Requirement:
The listing below must be reproduced in full, exactly as written.

============

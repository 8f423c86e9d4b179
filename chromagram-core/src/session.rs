//! Exclusive-session state machine
//!
//! The logical device accepts at most one client session at a time.
//! Opening uses strict try semantics: a second opener is refused with
//! [`SessionError::DeviceBusy`] instead of waiting, because stacking
//! clients on a single display surface has no meaningful outcome.
//!
//! The machine also tracks whether a transport handle is attached.
//! Opening a detached device fails with [`SessionError::DeviceNotReady`]
//! and leaves the occupancy untouched, so the device stays acquirable
//! once a handle arrives.

/// Errors that can occur when opening a session
#[derive(Debug, Clone, Copy, PartialEq, Eq)]
#[cfg_attr(feature = "defmt", derive(defmt::Format))]
pub enum SessionError {
    /// Another session currently holds the device
    DeviceBusy,
    /// No transport handle is attached
    DeviceNotReady,
}

/// Session occupancy
#[derive(Debug, Clone, Copy, PartialEq, Eq)]
#[cfg_attr(feature = "defmt", derive(defmt::Format))]
pub enum SessionState {
    /// No client holds the device
    Closed,
    /// Exactly one client holds the device
    Open,
}

/// Proof of a successful open, required to close the session
///
/// Tokens are bound to the attach epoch in which they were issued. A
/// detach invalidates all outstanding tokens, so a holder that missed
/// the detach cannot close a session it no longer owns.
#[derive(Debug, Clone, Copy, PartialEq, Eq)]
#[cfg_attr(feature = "defmt", derive(defmt::Format))]
pub struct SessionToken {
    epoch: u32,
}

/// Attach and session bookkeeping for the logical device
///
/// `attached` is mutated only by [`attach`](DeviceState::attach) and
/// [`detach`](DeviceState::detach); occupancy only by
/// [`try_open`](DeviceState::try_open), [`close`](DeviceState::close),
/// and detach.
#[derive(Debug, Clone, Copy, PartialEq, Eq)]
#[cfg_attr(feature = "defmt", derive(defmt::Format))]
pub struct DeviceState {
    attached: bool,
    session: SessionState,
    epoch: u32,
}

impl DeviceState {
    /// Create a detached, closed device state.
    pub const fn new() -> Self {
        Self {
            attached: false,
            session: SessionState::Closed,
            epoch: 0,
        }
    }

    /// Record that a transport handle is attached.
    pub fn attach(&mut self) {
        self.attached = true;
    }

    /// Record that the transport handle is gone.
    ///
    /// Any open session is force-closed and its token invalidated.
    pub fn detach(&mut self) {
        self.attached = false;
        self.session = SessionState::Closed;
        self.epoch = self.epoch.wrapping_add(1);
    }

    /// Attempt to open the exclusive session.
    ///
    /// Occupancy is checked before attach state, so a held device
    /// reports `DeviceBusy` first. A refused open leaves the state
    /// unchanged either way.
    pub fn try_open(&mut self) -> Result<SessionToken, SessionError> {
        if matches!(self.session, SessionState::Open) {
            return Err(SessionError::DeviceBusy);
        }
        if !self.attached {
            return Err(SessionError::DeviceNotReady);
        }
        self.session = SessionState::Open;
        Ok(SessionToken { epoch: self.epoch })
    }

    /// Close the session identified by `token`.
    ///
    /// A token issued before the last detach is stale and ignored, so a
    /// late close cannot release a session belonging to a newer holder.
    pub fn close(&mut self, token: SessionToken) {
        if token.epoch == self.epoch {
            self.session = SessionState::Closed;
        }
    }

    /// Whether a transport handle is currently attached.
    pub fn is_attached(&self) -> bool {
        self.attached
    }

    /// Whether a session currently holds the device.
    pub fn is_open(&self) -> bool {
        matches!(self.session, SessionState::Open)
    }

    /// Current session occupancy.
    pub fn session(&self) -> SessionState {
        self.session
    }
}

impl Default for DeviceState {
    fn default() -> Self {
        Self::new()
    }
}
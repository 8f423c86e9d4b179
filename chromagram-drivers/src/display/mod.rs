//! Grove RGB LCD logical device
//!
//! Split by concern:
//!
//! - [`reg`]: bus addresses and register maps for both chips
//! - [`transport`]: serialized register transactions on the shared bus
//! - [`backlight`]: one-time backlight bring-up at attach
//! - [`device`]: attach/detach lifecycle and exclusive sessions

pub mod backlight;
pub mod device;
pub mod reg;
pub mod transport;

#[cfg(test)]
mod mock;

pub use backlight::BacklightConfig;
pub use device::{GroveLcd, Session};
pub use reg::Target;
pub use transport::{Transaction, TransportError};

============

Task answer:
repository 8f423c86e9d4b179
filename chromagram-core/src/session.rs
//! Exclusive-session state machine
//!
//! The logical device accepts at most one client session at a time.
//! Opening uses strict try semantics: a second opener is refused with
//! [`SessionError::DeviceBusy`] instead of waiting, because stacking
//! clients on a single display surface has no meaningful outcome.
//!
//! The machine also tracks whether a transport handle is attached.
//! Opening a detached device fails with [`SessionError::DeviceNotReady`]
//! and leaves the occupancy untouched, so the device stays acquirable
//! once a handle arrives.

/// Errors that can occur when opening a session
#[derive(Debug, Clone, Copy, PartialEq, Eq)]
#[cfg_attr(feature = "defmt", derive(defmt::Format))]
pub enum SessionError {
    /// Another session currently holds the device
    DeviceBusy,
    /// No transport handle is attached
    DeviceNotReady,
}

/// Session occupancy
#[derive(Debug, Clone, Copy, PartialEq, Eq)]
#[cfg_attr(feature = "defmt", derive(defmt::Format))]
pub enum SessionState {
    /// No client holds the device
    Closed,
    /// Exactly one client holds the device
    Open,
}

/// Proof of a successful open, required to close the session
///
/// Tokens are bound to the attach epoch in which they were issued. A
/// detach invalidates all outstanding tokens, so a holder that missed
/// the detach cannot close a session it no longer owns.
#[derive(Debug, Clone, Copy, PartialEq, Eq)]
#[cfg_attr(feature = "defmt", derive(defmt::Format))]
pub struct SessionToken {
    epoch: u32,
}

/// Attach and session bookkeeping for the logical device
///
/// `attached` is mutated only by [`attach`](DeviceState::attach) and
/// [`detach`](DeviceState::detach); occupancy only by
/// [`try_open`](DeviceState::try_open), [`close`](DeviceState::close),
/// and detach.
#[derive(Debug, Clone, Copy, PartialEq, Eq)]
#[cfg_attr(feature = "defmt", derive(defmt::Format))]
pub struct DeviceState {
    attached: bool,
    session: SessionState,
    epoch: u32,
}

impl DeviceState {
    /// Create a detached, closed device state.
    pub const fn new() -> Self {
        Self {
            attached: false,
            session: SessionState::Closed,
            epoch: 0,
        }
    }

    /// Record that a transport handle is attached.
    pub fn attach(&mut self) {
        self.attached = true;
    }

    /// Record that the transport handle is gone.
    ///
    /// Any open session is force-closed and its token invalidated.
    pub fn detach(&mut self) {
        self.attached = false;
        self.session = SessionState::Closed;
        self.epoch = self.epoch.wrapping_add(1);
    }

    /// Attempt to open the exclusive session.
    ///
    /// Occupancy is checked before attach state, so a held device
    /// reports `DeviceBusy` first. A refused open leaves the state
    /// unchanged either way.
    pub fn try_open(&mut self) -> Result<SessionToken, SessionError> {
        if matches!(self.session, SessionState::Open) {
            return Err(SessionError::DeviceBusy);
        }
        if !self.attached {
            return Err(SessionError::DeviceNotReady);
        }
        self.session = SessionState::Open;
        Ok(SessionToken { epoch: self.epoch })
    }

    /// Close the session identified by `token`.
    ///
    /// A token issued before the last detach is stale and ignored, so a
    /// late close cannot release a session belonging to a newer holder.
    pub fn close(&mut self, token: SessionToken) {
        if token.epoch == self.epoch {
            self.session = SessionState::Closed;
        }
    }

    /// Whether a transport handle is currently attached.
    pub fn is_attached(&self) -> bool {
        self.attached
    }

    /// Whether a session currently holds the device.
    pub fn is_open(&self) -> bool {
        matches!(self.session, SessionState::Open)
    }

    /// Current session occupancy.
    pub fn session(&self) -> SessionState {
        self.session
    }
}

impl Default for DeviceState {
    fn default() -> Self {
        Self::new()
    }
}
repository 8f423c86e9d4b179
filename chromagram-drivers/src/display/mod.rs
//! Grove RGB LCD logical device
//!
//! Split by concern:
//!
//! - [`reg`]: bus addresses and register maps for both chips
//! - [`transport`]: serialized register transactions on the shared bus
//! - [`backlight`]: one-time backlight bring-up at attach
//! - [`device`]: attach/detach lifecycle and exclusive sessions

pub mod backlight;
pub mod device;
pub mod reg;
pub mod transport;

#[cfg(test)]
mod mock;

pub use backlight::BacklightConfig;
pub use device::{GroveLcd, Session};
pub use reg::Target;
pub use transport::{Transaction, TransportError};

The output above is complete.